An equivalence point is the theoretical completion of the reaction. It means the number of moles of base is equal to the number of moles of acid. The equivalence point is determined stoichiometrically.

Example:

NaOH(aq) + HCl(aq) → NaCl(aq) + H2O(l)

If the reaction has a 1:1 mole ratio, the number of moles of alkali is equal to the number of moles of acid. The pH of the solution when the reaction of NaOH and HCL reach equivalence point is 7.

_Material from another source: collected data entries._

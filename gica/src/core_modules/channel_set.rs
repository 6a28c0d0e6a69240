// THEORY:
// The `ChannelSet` owns the full set of activation maps for one source image at
// one threshold factor, together with the aggregates derived from them. It is the
// unit the rest of the engine works on: it is built once, shared immutably (behind
// an `Arc`) between measurements and topology workers, and replaced wholesale
// when the threshold factor changes.
//
// Construction is where the input contract is enforced: 2..=8 channels, all of the
// same dimensions. Channel order is kept as given; it only matters for labels.

use crate::core_modules::activation_map::{ActivationMap, MapView};
use crate::core_modules::aggregate::{ColocMap, SumMap};
use crate::core_modules::plane::plane::IntensityPlane;
use crate::error::{GicaError, GicaResult};

pub const MIN_CHANNELS: usize = 2;
pub const MAX_CHANNELS: usize = 8;

/// Activation maps of 2..=8 aligned channels plus their aggregates.
#[derive(Debug, Clone)]
pub struct ChannelSet {
    channels: Vec<ActivationMap>,
    sum: SumMap,
    coloc: ColocMap,
    threshold_factor: f64,
}

impl ChannelSet {
    /// Thresholds every plane with the same factor and derives the aggregates.
    pub fn from_planes(planes: &[IntensityPlane], threshold_factor: f64) -> GicaResult<Self> {
        check_count(planes.len())?;
        let (width, height) = (planes[0].width(), planes[0].height());
        for (index, plane) in planes.iter().enumerate() {
            check_dims(index, plane.width(), plane.height(), width, height)?;
        }
        let channels = planes
            .iter()
            .map(|plane| ActivationMap::from_plane(plane, threshold_factor))
            .collect::<GicaResult<Vec<_>>>()?;
        Ok(Self::assemble(channels, threshold_factor))
    }

    /// Builds a set from maps that were thresholded elsewhere.
    pub fn from_maps(channels: Vec<ActivationMap>, threshold_factor: f64) -> GicaResult<Self> {
        check_count(channels.len())?;
        let (width, height) = (channels[0].width(), channels[0].height());
        for (index, map) in channels.iter().enumerate() {
            check_dims(index, map.width(), map.height(), width, height)?;
        }
        Ok(Self::assemble(channels, threshold_factor))
    }

    fn assemble(channels: Vec<ActivationMap>, threshold_factor: f64) -> Self {
        let sum = SumMap::from_channels(&channels);
        let coloc = ColocMap::from_channels(&channels);
        Self {
            channels,
            sum,
            coloc,
            threshold_factor,
        }
    }

    pub fn len(&self) -> usize {
        self.channels.len()
    }

    /// Always false: a set holds at least `MIN_CHANNELS` maps.
    pub fn is_empty(&self) -> bool {
        self.channels.is_empty()
    }

    pub fn width(&self) -> usize {
        self.sum.width()
    }

    pub fn height(&self) -> usize {
        self.sum.height()
    }

    pub fn channel(&self, index: usize) -> Option<&ActivationMap> {
        self.channels.get(index)
    }

    pub fn channels(&self) -> &[ActivationMap] {
        &self.channels
    }

    pub fn sum(&self) -> &SumMap {
        &self.sum
    }

    pub fn coloc(&self) -> &ColocMap {
        &self.coloc
    }

    pub fn threshold_factor(&self) -> f64 {
        self.threshold_factor
    }
}

fn check_count(count: usize) -> GicaResult<()> {
    if !(MIN_CHANNELS..=MAX_CHANNELS).contains(&count) {
        return Err(GicaError::ChannelCount {
            count,
            min: MIN_CHANNELS,
            max: MAX_CHANNELS,
        });
    }
    Ok(())
}

fn check_dims(
    index: usize,
    width: usize,
    height: usize,
    expected_width: usize,
    expected_height: usize,
) -> GicaResult<()> {
    if width != expected_width || height != expected_height {
        return Err(GicaError::DimensionMismatch {
            index,
            width,
            height,
            expected_width,
            expected_height,
        });
    }
    Ok(())
}

#[cfg(test)]
mod tests {
    use super::*;

    fn plane(width: usize, height: usize, seed: usize) -> IntensityPlane {
        IntensityPlane::from_fn(width, height, |x, y| ((x * 31 + y * 17 + seed * 7) % 29) as f32)
    }

    #[test]
    fn builds_maps_in_channel_order() {
        let planes: Vec<_> = (0..3).map(|s| plane(10, 8, s)).collect();
        let set = ChannelSet::from_planes(&planes, 1.0).unwrap();
        assert_eq!(set.len(), 3);
        assert_eq!((set.width(), set.height()), (10, 8));
        for (i, p) in planes.iter().enumerate() {
            let direct = ActivationMap::from_plane(p, 1.0).unwrap();
            assert_eq!(set.channel(i), Some(&direct));
        }
        assert_eq!(set.threshold_factor(), 1.0);
    }

    #[test]
    fn channel_count_is_bounded() {
        let one = vec![plane(4, 4, 0)];
        assert!(matches!(
            ChannelSet::from_planes(&one, 2.0),
            Err(GicaError::ChannelCount { count: 1, .. })
        ));
        let nine: Vec<_> = (0..9).map(|s| plane(4, 4, s)).collect();
        assert!(matches!(
            ChannelSet::from_planes(&nine, 2.0),
            Err(GicaError::ChannelCount { count: 9, .. })
        ));
        let eight: Vec<_> = (0..8).map(|s| plane(4, 4, s)).collect();
        assert!(ChannelSet::from_planes(&eight, 2.0).is_ok());
    }

    #[test]
    fn mismatched_dimensions_are_rejected() {
        let planes = vec![plane(4, 4, 0), plane(4, 5, 1)];
        assert!(matches!(
            ChannelSet::from_planes(&planes, 2.0),
            Err(GicaError::DimensionMismatch { index: 1, .. })
        ));
    }
}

Sodium hydroxide is added to a solution of hydrochloric acid and phenolphthalein indicator. The pH is recorded as the volume of sodium hydroxide in the solution increases. At 0 milliliters of sodium hydroxide, the pH is 1. At 25 milliliters of sodium hydroxide, the midpoint is reached and the pH is 1.7. At 50 milliliters of sodium hydroxide, the pH rapidly increases from 3.8 to 10.2. The equivalence point is at pH 7. The end point, where the color of the phenolphthalein indicator changes from colorless to pink, is at pH 8.2.

Figure: Titration curve. This curve shows the increase of pH level during the titration of a strong acid solution with sodium hydroxide (NaOH). The equivalence point is reached at pH 7. The endpoint is detected at pH 8.2.